TASK OBJECTIVE: Please reproduce exactly the lines from the start of the records through the one containing "use crate::money::Money;", and nothing more.

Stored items
========================
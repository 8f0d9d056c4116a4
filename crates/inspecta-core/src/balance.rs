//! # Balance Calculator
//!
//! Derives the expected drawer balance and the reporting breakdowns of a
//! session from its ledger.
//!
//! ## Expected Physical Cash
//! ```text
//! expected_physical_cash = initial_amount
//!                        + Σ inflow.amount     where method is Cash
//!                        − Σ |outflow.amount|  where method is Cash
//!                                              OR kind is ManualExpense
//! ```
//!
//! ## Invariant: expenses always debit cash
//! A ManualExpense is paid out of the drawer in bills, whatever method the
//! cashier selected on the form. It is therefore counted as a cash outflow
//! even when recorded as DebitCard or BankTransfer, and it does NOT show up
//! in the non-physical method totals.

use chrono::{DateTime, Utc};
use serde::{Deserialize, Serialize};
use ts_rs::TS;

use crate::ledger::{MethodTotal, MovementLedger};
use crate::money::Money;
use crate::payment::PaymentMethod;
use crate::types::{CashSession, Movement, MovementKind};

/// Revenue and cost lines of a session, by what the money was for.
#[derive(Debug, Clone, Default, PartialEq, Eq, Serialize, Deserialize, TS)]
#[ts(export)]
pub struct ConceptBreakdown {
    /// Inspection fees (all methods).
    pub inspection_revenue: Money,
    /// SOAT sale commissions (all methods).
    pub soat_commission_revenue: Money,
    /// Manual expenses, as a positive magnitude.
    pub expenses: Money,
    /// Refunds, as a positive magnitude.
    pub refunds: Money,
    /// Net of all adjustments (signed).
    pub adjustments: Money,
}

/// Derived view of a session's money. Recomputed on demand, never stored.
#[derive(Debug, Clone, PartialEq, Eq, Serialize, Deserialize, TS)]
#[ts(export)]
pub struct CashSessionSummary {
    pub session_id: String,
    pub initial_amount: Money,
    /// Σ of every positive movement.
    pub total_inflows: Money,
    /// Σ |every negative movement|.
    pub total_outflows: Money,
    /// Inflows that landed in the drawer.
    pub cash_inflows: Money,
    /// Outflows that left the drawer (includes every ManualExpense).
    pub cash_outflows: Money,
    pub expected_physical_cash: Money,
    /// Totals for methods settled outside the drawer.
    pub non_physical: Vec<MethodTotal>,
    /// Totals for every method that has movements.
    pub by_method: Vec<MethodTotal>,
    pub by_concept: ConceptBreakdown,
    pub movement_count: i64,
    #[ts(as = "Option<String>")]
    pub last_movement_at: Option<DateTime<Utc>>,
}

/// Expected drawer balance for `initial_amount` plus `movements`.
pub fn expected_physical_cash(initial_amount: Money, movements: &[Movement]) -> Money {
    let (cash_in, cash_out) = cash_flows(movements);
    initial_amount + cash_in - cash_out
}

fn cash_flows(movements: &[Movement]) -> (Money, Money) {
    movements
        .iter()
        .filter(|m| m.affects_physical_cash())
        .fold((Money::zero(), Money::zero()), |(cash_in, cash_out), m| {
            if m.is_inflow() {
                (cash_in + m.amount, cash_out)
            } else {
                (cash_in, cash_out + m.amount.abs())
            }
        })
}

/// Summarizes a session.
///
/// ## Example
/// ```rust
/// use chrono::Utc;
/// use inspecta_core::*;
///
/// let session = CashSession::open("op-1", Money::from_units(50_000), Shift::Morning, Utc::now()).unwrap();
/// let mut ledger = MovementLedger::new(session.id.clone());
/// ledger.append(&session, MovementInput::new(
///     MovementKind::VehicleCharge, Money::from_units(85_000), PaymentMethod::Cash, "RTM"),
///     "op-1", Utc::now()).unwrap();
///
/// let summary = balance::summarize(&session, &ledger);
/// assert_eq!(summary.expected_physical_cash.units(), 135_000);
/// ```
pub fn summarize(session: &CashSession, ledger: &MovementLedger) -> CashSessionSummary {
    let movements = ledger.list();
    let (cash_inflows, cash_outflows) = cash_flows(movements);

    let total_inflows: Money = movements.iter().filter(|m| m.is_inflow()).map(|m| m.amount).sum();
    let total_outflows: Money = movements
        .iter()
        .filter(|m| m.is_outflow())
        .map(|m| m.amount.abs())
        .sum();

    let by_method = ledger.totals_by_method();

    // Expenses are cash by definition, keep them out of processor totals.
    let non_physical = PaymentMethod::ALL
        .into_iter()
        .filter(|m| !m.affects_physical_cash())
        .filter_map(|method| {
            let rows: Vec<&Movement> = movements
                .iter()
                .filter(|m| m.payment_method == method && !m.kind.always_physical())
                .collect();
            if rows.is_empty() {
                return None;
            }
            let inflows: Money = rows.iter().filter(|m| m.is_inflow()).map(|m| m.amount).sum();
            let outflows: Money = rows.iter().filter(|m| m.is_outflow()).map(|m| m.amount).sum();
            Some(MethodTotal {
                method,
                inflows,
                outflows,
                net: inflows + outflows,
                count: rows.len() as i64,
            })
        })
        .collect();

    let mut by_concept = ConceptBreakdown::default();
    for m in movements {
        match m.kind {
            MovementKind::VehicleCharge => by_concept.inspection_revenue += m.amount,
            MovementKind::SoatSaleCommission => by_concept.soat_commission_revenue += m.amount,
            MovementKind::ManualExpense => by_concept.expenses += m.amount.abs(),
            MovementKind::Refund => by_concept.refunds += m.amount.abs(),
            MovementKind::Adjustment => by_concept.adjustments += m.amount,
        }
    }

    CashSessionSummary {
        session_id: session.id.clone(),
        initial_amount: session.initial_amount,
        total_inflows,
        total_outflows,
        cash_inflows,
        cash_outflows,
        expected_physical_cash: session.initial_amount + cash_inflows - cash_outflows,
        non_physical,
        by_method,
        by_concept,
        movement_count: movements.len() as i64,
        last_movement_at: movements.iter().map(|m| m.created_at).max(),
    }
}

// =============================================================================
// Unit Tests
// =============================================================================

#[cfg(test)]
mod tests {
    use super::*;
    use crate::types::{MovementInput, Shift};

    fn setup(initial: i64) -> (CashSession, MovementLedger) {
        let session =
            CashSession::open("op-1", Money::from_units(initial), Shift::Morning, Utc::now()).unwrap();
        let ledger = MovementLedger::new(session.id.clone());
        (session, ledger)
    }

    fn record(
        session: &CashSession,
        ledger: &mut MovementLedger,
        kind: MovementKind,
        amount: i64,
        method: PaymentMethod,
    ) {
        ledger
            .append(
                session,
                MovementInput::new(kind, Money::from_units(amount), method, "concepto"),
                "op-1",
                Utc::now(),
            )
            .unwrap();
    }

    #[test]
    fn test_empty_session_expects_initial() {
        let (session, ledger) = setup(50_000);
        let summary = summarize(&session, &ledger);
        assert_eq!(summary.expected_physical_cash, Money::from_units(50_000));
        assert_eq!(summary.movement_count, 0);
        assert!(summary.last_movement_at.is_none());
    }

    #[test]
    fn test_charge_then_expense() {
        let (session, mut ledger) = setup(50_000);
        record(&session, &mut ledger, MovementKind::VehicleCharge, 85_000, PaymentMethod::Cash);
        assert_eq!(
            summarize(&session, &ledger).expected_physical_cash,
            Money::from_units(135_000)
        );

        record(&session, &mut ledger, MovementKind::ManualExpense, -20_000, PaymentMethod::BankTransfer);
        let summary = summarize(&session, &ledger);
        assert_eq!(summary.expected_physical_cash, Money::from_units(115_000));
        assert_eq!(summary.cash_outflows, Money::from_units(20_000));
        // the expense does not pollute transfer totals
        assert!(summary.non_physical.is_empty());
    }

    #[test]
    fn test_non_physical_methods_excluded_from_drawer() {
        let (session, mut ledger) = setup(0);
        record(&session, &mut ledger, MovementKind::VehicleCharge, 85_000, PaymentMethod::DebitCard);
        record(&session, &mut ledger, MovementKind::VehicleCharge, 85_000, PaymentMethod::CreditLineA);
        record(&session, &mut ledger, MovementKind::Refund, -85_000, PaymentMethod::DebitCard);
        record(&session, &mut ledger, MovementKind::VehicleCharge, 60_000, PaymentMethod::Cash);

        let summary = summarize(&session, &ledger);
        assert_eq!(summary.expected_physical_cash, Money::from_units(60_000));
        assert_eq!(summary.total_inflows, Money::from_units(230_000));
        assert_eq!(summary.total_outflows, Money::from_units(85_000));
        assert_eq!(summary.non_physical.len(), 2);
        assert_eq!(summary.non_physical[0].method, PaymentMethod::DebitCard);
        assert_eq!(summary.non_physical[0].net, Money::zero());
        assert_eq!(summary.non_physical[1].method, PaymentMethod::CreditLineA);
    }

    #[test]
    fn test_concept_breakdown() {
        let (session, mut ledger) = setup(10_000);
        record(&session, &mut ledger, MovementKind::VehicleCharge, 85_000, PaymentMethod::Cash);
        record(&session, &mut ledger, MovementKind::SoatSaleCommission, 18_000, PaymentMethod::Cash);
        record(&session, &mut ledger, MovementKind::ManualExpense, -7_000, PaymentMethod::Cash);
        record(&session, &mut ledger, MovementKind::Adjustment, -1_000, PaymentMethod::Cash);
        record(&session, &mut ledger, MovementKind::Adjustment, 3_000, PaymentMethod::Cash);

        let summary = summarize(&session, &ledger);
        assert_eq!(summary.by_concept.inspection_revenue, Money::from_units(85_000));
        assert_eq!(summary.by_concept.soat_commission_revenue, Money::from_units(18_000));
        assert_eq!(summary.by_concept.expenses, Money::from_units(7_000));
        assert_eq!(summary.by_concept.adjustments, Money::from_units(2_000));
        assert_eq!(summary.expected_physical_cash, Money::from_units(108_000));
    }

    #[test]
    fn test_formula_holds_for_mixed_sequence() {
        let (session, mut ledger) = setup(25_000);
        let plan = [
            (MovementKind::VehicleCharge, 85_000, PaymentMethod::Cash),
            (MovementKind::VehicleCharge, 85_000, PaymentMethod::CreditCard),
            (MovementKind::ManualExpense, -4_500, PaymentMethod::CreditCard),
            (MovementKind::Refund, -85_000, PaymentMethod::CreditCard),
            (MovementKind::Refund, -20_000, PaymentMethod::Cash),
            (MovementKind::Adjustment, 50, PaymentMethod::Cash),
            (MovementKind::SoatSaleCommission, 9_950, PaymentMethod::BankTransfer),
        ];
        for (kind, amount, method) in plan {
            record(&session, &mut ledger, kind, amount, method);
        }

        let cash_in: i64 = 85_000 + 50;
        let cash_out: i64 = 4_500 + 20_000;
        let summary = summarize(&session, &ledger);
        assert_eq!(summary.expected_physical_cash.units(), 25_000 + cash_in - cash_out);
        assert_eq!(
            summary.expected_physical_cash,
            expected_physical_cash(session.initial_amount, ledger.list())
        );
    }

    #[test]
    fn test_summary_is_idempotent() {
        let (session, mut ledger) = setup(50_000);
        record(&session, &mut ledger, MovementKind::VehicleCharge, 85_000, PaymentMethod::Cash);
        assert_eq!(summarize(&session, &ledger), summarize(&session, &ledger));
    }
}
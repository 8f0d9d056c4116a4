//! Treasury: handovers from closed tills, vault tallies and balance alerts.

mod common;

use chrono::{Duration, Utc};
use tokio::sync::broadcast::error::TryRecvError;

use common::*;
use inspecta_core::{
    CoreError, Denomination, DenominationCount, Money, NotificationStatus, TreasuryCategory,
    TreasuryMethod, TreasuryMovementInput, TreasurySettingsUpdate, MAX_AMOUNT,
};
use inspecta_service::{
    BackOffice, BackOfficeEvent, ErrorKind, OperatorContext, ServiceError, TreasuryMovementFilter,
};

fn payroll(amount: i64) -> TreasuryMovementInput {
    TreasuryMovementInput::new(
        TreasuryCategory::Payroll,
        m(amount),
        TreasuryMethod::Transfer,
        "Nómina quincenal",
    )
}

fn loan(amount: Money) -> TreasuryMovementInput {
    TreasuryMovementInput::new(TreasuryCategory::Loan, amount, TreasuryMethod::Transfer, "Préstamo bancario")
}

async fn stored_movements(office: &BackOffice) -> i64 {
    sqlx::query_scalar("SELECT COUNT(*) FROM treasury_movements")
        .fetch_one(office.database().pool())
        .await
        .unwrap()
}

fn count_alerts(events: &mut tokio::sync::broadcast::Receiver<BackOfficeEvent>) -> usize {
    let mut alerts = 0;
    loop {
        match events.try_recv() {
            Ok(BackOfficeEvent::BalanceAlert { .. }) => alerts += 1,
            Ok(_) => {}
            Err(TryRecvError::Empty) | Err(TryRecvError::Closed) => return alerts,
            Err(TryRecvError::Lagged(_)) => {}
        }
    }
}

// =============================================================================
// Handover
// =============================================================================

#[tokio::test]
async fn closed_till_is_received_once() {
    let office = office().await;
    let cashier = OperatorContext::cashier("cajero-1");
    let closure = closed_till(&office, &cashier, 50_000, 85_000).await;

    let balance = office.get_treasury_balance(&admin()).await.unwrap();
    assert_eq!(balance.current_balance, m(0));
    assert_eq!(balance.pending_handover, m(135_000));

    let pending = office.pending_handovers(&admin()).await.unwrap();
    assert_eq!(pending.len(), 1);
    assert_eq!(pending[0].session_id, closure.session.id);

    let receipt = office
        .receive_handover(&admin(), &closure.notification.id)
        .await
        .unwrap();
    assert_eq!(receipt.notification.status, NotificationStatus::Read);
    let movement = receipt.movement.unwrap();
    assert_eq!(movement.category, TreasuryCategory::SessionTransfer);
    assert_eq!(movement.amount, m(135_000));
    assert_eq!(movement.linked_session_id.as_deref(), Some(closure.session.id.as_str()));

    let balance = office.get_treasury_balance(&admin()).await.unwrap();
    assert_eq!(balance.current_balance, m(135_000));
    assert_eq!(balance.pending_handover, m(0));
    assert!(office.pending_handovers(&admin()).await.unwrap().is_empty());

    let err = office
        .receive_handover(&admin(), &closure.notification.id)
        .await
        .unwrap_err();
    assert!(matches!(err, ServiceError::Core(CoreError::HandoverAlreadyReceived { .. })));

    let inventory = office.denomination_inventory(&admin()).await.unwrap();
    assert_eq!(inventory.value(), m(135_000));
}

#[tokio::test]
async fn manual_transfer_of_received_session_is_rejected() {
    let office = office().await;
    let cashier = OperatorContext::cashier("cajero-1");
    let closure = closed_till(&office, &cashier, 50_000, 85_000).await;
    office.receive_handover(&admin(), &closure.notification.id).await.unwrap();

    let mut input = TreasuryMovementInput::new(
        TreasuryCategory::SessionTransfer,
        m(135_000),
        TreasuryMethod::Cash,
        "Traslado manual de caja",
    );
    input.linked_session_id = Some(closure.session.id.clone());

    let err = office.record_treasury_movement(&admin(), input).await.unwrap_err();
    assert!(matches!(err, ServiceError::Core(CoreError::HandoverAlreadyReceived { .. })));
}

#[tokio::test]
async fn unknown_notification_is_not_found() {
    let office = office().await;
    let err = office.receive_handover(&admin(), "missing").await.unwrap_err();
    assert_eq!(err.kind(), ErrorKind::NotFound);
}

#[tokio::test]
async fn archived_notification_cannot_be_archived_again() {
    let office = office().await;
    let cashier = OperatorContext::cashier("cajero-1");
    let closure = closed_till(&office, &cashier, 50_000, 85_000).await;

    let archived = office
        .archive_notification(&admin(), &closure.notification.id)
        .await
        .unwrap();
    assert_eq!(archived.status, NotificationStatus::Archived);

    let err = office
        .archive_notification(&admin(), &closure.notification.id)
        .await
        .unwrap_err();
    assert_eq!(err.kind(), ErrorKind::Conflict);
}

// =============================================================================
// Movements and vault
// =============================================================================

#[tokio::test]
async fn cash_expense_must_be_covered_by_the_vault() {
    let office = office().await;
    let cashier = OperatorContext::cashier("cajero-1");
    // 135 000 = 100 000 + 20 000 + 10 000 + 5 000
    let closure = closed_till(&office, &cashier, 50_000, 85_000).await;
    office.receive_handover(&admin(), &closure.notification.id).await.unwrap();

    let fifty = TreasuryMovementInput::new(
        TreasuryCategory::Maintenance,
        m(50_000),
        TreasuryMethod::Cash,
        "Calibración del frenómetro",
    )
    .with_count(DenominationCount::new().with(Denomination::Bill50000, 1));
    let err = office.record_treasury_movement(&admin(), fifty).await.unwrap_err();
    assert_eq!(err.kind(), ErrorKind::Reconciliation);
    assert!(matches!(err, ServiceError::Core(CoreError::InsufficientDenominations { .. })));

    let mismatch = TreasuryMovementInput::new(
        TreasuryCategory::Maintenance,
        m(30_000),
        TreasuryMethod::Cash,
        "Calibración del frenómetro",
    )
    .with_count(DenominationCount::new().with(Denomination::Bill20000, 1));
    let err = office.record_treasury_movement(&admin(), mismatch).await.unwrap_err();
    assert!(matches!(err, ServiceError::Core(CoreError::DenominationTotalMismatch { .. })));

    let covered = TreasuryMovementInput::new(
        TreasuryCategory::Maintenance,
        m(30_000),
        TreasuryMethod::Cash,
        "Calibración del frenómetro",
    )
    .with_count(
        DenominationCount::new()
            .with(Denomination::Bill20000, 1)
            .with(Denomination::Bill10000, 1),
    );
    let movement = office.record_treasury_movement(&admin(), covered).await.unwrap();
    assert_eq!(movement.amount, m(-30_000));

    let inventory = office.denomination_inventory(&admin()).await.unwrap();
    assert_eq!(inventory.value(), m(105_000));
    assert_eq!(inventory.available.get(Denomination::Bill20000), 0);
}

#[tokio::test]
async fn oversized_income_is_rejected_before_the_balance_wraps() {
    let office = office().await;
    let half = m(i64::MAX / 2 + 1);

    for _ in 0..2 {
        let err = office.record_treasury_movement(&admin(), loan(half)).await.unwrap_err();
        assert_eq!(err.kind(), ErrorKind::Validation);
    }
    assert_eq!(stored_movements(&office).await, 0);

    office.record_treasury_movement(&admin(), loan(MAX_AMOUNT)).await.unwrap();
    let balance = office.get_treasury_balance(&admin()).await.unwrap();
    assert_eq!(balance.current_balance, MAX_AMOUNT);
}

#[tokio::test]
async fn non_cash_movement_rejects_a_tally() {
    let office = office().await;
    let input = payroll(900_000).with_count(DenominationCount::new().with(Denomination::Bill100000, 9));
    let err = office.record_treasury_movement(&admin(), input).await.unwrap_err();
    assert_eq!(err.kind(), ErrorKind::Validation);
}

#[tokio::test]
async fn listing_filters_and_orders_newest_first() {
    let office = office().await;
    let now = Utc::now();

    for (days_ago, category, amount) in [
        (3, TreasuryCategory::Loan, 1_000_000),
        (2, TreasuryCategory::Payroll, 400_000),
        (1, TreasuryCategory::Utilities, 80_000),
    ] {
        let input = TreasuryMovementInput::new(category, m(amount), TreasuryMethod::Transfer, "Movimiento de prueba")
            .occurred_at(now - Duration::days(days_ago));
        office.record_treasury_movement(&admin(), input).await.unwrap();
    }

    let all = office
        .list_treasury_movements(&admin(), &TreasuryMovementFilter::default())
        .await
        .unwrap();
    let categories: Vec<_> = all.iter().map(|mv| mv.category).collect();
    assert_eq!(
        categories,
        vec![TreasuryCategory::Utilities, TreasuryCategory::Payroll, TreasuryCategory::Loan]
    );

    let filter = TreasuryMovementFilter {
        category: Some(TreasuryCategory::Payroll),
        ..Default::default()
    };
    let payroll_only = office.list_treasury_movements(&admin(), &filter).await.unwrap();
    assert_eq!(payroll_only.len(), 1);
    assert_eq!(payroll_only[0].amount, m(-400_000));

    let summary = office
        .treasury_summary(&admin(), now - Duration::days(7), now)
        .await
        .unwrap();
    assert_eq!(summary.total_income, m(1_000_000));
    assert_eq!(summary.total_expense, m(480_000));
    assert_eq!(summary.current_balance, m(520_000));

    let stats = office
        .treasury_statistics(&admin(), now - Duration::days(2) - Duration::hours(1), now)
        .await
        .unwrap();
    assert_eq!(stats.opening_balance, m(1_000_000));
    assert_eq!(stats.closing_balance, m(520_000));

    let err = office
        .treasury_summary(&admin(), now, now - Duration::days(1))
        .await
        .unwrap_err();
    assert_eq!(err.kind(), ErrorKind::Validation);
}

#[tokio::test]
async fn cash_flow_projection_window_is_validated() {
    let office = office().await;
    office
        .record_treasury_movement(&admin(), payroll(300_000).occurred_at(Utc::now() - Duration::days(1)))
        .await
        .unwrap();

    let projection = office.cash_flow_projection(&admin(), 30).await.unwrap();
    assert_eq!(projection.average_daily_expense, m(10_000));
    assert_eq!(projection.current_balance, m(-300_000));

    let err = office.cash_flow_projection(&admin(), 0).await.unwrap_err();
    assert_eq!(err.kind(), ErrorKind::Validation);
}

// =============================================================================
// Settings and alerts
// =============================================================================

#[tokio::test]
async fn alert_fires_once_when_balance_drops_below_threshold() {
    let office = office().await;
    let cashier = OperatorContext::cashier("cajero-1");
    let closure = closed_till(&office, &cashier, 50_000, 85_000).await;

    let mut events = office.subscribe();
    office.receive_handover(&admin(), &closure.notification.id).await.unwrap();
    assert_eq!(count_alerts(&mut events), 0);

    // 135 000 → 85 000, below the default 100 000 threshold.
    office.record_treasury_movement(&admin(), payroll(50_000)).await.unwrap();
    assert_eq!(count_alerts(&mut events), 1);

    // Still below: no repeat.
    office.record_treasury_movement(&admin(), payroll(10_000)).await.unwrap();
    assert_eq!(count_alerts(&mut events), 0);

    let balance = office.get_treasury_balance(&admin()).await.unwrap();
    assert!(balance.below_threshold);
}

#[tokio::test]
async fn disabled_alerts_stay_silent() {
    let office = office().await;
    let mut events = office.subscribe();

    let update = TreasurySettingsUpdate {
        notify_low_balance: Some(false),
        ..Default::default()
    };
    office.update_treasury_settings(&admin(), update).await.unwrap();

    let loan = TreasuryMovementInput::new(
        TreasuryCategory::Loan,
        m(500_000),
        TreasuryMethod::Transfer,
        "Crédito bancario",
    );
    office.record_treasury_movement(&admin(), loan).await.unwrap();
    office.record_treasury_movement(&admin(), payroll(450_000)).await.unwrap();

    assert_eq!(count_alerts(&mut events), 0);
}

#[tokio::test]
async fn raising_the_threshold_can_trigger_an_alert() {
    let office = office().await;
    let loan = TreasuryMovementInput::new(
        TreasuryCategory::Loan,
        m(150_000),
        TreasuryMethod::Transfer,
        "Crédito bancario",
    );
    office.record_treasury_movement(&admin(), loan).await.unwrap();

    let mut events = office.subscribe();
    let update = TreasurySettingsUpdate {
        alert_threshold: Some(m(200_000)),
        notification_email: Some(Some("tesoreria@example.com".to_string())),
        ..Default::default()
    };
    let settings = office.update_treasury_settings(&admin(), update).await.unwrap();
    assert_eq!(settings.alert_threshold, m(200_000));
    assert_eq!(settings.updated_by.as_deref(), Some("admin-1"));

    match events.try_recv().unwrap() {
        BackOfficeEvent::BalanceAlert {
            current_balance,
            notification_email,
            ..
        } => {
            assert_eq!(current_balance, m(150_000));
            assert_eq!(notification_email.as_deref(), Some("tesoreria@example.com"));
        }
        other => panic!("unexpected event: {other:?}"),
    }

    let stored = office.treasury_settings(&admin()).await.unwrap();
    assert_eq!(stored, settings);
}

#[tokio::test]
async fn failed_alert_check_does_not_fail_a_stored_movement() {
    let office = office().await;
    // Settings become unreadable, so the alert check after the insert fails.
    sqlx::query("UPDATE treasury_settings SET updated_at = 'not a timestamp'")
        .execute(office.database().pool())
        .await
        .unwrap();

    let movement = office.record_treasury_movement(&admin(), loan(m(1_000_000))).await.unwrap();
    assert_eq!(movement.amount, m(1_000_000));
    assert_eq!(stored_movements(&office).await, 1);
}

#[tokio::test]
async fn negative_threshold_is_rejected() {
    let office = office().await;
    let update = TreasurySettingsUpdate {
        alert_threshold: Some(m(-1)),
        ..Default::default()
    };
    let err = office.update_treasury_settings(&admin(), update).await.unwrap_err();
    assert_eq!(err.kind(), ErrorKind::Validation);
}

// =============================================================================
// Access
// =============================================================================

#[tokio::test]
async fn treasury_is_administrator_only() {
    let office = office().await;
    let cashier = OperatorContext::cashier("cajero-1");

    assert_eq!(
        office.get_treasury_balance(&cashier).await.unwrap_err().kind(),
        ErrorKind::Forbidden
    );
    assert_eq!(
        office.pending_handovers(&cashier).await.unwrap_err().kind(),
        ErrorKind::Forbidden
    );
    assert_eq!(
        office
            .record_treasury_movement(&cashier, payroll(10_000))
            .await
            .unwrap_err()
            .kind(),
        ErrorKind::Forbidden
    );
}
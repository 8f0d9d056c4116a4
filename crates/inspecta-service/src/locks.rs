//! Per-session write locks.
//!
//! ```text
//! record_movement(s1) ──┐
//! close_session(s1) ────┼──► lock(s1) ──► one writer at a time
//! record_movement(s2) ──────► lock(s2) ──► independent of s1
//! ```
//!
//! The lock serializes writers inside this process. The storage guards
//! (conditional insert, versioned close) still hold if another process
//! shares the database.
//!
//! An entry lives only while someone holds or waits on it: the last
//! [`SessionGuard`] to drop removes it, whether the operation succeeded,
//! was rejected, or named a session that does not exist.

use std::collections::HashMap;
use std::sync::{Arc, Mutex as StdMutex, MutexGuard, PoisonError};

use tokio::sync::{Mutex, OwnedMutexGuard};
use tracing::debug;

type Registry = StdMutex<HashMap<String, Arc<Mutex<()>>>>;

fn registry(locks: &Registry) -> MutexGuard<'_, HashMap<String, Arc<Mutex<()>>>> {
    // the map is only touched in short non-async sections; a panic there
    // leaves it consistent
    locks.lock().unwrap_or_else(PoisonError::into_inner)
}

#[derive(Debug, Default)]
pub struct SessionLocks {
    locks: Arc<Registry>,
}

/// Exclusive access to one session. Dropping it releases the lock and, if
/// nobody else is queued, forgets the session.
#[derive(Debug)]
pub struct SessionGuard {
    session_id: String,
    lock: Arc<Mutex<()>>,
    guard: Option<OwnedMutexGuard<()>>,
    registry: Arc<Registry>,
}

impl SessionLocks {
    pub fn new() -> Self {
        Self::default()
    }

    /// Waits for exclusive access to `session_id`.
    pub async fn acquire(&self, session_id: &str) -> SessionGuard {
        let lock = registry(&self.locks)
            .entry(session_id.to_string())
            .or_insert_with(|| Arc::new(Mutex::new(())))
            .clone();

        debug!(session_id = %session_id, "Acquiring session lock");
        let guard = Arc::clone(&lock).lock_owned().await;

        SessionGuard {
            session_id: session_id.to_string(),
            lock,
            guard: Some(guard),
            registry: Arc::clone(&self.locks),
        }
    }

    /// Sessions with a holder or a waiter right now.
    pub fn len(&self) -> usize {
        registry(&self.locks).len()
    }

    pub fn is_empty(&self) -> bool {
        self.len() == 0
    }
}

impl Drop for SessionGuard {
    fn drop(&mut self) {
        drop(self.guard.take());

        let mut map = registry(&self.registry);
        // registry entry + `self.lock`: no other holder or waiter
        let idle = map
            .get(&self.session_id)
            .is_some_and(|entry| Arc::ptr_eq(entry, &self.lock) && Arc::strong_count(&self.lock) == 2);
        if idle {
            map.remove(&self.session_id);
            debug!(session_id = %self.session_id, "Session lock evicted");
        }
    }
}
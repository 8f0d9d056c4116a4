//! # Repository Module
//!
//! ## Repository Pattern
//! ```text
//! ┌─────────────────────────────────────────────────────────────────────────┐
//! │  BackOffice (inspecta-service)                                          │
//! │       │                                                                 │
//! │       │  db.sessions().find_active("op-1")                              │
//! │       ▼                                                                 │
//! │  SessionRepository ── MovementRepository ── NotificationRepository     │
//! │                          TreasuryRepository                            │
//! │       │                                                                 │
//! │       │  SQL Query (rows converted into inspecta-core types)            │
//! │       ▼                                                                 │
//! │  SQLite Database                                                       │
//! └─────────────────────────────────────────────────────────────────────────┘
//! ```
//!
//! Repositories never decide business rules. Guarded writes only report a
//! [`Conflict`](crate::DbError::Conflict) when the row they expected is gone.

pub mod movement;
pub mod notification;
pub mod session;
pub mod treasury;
========================
SOLUTION BELOW:
repository 8f0d9d056c4116a4
filename crates/inspecta-core/src/balance.rs
//! # Balance Calculator
//!
//! Derives the expected drawer balance and the reporting breakdowns of a
//! session from its ledger.
//!
//! ## Expected Physical Cash
//! ```text
//! expected_physical_cash = initial_amount
//!                        + Σ inflow.amount     where method is Cash
//!                        − Σ |outflow.amount|  where method is Cash
//!                                              OR kind is ManualExpense
//! ```
//!
//! ## Invariant: expenses always debit cash
//! A ManualExpense is paid out of the drawer in bills, whatever method the
//! cashier selected on the form. It is therefore counted as a cash outflow
//! even when recorded as DebitCard or BankTransfer, and it does NOT show up
//! in the non-physical method totals.

use chrono::{DateTime, Utc};
use serde::{Deserialize, Serialize};
use ts_rs::TS;

use crate::ledger::{MethodTotal, MovementLedger};
use crate::money::Money;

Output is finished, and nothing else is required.